:: Data excerpts

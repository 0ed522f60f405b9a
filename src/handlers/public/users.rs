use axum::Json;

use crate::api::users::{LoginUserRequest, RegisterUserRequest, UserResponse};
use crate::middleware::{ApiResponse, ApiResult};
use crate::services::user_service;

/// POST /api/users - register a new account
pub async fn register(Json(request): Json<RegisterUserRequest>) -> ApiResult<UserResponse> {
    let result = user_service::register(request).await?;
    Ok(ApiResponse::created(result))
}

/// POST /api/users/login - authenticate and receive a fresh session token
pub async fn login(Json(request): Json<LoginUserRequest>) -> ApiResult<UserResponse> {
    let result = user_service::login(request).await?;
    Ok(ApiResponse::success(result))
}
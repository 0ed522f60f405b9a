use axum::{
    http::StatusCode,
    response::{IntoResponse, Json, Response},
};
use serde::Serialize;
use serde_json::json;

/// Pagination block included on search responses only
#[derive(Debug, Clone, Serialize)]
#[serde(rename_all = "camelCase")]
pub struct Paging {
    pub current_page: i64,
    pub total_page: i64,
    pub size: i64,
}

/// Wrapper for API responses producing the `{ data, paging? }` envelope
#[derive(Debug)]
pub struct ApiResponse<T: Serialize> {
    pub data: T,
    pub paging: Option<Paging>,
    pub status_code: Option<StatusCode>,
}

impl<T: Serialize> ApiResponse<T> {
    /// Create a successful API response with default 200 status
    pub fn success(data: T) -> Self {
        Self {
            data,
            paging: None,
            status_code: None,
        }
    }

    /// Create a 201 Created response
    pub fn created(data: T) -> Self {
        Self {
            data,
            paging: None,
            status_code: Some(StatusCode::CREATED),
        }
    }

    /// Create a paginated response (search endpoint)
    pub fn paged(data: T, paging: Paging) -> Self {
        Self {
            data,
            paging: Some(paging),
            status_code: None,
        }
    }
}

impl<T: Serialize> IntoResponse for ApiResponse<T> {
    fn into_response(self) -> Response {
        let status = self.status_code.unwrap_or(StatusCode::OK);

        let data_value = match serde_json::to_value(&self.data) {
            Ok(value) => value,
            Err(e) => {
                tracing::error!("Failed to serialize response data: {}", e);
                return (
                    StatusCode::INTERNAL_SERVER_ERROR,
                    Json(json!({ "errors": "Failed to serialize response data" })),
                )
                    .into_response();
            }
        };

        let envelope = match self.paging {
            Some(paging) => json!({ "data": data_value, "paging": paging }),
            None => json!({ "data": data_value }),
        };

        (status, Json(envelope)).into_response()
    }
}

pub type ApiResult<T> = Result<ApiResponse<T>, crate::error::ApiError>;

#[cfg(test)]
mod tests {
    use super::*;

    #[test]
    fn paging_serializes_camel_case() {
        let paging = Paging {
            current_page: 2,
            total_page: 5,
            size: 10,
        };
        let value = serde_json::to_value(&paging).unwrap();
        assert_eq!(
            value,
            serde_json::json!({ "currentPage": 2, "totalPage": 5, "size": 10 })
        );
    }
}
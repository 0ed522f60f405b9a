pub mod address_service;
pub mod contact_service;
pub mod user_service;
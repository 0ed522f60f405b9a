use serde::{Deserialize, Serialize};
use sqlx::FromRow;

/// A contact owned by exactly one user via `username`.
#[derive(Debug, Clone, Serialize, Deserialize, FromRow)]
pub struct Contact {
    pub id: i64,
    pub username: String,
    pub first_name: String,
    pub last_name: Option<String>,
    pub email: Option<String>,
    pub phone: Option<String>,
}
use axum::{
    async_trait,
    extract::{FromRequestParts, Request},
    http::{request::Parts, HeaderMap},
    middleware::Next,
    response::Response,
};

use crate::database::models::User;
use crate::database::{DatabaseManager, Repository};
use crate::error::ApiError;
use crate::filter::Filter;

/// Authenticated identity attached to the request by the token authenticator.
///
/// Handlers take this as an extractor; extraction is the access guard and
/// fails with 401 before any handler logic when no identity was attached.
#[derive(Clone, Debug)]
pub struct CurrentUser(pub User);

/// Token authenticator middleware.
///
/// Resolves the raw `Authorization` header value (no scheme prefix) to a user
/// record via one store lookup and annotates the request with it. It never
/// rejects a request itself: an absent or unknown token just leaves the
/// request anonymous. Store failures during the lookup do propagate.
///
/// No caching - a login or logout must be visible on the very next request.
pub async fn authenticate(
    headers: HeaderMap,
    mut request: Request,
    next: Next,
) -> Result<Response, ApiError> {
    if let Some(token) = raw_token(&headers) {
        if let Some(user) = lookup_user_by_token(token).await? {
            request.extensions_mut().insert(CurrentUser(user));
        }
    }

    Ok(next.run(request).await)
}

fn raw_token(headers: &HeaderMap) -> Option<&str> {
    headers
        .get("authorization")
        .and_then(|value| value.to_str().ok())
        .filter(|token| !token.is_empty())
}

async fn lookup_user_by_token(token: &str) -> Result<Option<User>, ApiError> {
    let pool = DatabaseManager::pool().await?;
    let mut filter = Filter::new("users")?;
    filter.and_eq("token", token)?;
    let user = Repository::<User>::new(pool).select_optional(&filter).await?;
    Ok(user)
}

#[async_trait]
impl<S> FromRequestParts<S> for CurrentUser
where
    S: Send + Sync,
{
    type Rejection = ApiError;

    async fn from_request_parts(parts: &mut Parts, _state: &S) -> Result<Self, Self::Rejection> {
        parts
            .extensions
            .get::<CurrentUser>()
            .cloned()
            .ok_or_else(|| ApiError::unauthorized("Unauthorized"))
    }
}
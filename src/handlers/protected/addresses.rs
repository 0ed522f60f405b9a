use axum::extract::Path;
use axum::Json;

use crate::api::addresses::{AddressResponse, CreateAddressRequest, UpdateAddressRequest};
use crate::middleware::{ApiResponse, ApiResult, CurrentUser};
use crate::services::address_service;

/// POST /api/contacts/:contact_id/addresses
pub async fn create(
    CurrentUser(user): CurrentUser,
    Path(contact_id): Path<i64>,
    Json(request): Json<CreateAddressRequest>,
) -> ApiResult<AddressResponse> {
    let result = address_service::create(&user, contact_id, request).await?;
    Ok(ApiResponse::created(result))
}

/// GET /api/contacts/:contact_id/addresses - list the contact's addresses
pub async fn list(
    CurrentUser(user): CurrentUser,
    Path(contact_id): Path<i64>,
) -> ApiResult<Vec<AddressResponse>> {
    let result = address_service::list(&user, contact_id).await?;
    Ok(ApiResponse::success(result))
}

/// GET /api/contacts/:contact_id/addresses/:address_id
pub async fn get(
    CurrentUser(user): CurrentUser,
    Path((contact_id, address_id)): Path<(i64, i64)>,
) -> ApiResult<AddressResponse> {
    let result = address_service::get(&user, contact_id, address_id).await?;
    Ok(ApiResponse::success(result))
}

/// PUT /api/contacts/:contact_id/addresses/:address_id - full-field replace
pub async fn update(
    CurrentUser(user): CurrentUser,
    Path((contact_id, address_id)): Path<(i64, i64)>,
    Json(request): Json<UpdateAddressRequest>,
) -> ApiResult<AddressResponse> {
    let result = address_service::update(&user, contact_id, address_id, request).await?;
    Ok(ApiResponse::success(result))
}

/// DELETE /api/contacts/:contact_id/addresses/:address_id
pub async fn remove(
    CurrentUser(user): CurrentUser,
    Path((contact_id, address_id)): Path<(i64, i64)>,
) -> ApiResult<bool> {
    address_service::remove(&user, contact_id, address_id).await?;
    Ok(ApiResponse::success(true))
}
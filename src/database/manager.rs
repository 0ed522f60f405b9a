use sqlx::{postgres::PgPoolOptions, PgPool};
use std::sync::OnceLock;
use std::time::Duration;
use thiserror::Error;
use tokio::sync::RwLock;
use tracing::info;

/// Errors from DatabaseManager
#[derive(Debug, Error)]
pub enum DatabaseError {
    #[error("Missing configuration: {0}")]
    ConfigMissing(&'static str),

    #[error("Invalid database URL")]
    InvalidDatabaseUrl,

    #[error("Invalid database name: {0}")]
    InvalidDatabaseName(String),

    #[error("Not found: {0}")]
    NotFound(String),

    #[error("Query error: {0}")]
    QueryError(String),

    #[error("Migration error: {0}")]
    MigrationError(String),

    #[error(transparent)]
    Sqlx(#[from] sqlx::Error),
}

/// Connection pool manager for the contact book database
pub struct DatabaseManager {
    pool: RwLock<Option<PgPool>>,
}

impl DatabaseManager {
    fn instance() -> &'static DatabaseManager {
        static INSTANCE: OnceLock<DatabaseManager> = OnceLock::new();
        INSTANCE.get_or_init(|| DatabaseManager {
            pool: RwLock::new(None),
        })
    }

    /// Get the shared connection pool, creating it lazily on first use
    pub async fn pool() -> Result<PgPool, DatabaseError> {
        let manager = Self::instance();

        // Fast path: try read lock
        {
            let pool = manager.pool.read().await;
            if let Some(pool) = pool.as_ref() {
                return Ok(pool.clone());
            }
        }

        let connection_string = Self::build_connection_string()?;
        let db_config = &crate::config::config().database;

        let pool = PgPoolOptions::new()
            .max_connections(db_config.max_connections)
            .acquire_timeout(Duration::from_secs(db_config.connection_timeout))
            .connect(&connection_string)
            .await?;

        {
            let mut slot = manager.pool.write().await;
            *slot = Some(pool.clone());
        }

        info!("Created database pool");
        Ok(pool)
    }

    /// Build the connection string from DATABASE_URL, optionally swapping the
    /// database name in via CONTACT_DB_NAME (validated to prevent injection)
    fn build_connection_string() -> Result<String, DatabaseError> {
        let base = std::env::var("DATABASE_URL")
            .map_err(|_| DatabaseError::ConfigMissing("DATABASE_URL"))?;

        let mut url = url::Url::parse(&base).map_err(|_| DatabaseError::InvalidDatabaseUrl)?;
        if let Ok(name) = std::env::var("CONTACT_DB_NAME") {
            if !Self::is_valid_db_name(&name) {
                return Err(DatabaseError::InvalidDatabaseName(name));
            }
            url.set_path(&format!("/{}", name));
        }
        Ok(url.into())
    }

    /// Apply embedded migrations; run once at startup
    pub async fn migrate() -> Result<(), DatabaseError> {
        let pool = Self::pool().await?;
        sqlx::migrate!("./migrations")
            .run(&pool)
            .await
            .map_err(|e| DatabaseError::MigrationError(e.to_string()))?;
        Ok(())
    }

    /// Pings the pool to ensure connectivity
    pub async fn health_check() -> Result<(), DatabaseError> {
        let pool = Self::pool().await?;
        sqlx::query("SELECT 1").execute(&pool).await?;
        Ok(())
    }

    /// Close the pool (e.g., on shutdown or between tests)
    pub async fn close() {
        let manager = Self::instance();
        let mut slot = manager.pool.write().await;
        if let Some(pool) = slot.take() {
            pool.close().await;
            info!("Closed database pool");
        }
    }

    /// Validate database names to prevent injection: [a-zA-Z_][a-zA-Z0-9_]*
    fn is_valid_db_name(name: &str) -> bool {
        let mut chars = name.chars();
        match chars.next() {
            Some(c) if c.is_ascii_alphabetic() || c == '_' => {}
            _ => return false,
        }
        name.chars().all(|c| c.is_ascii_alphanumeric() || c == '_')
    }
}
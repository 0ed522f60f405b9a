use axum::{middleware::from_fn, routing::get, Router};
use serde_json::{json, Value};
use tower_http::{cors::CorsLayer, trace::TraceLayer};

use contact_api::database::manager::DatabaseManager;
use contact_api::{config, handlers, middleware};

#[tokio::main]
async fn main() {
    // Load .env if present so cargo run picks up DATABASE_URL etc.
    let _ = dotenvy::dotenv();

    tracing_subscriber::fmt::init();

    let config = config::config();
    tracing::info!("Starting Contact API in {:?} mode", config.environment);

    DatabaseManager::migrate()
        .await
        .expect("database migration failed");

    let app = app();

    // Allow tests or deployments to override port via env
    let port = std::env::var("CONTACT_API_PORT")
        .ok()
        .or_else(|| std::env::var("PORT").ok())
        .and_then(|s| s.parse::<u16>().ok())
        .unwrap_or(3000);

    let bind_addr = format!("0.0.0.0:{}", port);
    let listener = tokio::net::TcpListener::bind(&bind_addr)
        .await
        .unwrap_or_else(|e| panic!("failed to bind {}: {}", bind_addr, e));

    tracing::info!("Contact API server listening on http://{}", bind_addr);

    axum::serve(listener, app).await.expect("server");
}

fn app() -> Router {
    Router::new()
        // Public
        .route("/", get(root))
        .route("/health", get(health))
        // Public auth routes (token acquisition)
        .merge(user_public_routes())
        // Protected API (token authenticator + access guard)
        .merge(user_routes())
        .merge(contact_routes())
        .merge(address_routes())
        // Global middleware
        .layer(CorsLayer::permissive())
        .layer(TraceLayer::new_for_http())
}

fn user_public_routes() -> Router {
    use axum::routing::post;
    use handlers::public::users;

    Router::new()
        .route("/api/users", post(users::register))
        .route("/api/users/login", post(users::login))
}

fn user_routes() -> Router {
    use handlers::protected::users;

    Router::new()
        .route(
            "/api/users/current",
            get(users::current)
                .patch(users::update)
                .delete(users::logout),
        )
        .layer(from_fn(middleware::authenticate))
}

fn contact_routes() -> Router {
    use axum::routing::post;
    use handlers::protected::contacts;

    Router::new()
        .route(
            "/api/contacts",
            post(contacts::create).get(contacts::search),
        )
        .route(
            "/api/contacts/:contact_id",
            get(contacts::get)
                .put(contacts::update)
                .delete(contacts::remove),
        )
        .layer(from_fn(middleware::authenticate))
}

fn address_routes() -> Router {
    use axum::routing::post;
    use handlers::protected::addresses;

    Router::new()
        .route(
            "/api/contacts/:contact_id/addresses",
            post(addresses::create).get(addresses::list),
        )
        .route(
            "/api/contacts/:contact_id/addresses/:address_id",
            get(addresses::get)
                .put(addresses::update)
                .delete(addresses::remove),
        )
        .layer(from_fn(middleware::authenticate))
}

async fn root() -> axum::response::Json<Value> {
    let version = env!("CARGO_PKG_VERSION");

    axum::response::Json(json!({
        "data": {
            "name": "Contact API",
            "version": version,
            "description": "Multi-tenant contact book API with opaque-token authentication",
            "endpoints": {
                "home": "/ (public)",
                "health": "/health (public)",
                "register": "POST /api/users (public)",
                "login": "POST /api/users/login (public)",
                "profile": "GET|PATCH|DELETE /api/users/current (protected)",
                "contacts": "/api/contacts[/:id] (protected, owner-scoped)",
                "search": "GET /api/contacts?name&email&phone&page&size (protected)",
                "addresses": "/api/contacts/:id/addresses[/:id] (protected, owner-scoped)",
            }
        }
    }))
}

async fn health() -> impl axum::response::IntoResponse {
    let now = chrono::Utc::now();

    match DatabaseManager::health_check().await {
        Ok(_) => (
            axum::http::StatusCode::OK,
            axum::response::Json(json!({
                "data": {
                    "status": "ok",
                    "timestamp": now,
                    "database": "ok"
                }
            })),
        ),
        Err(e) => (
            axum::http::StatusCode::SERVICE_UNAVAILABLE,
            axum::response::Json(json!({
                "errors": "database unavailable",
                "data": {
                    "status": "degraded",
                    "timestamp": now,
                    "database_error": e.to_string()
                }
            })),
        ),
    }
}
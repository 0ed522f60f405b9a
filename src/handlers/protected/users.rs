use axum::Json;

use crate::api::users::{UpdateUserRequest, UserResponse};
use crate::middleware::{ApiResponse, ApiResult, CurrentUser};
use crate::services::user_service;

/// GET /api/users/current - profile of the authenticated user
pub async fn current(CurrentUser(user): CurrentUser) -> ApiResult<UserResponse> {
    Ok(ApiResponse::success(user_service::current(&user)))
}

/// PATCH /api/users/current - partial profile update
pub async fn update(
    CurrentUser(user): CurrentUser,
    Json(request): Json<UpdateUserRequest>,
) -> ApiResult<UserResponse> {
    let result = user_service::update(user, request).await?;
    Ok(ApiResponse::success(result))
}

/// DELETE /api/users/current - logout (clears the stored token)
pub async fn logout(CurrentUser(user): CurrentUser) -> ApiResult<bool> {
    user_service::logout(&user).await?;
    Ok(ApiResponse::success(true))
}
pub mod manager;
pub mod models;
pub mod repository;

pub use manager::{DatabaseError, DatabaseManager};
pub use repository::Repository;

::::

What is needed: There is a line above that contains "the authenticated user". Copy it and all later lines through the last, exactly, and leave out the rest.

Output of the exercise:
/// GET /api/users/current - profile of the authenticated user
pub async fn current(CurrentUser(user): CurrentUser) -> ApiResult<UserResponse> {
    Ok(ApiResponse::success(user_service::current(&user)))
}

/// PATCH /api/users/current - partial profile update
pub async fn update(
    CurrentUser(user): CurrentUser,
    Json(request): Json<UpdateUserRequest>,
) -> ApiResult<UserResponse> {
    let result = user_service::update(user, request).await?;
    Ok(ApiResponse::success(result))
}

/// DELETE /api/users/current - logout (clears the stored token)
pub async fn logout(CurrentUser(user): CurrentUser) -> ApiResult<bool> {
    user_service::logout(&user).await?;
    Ok(ApiResponse::success(true))
}
pub mod manager;
pub mod models;
pub mod repository;

pub use manager::{DatabaseError, DatabaseManager};
pub use repository::Repository;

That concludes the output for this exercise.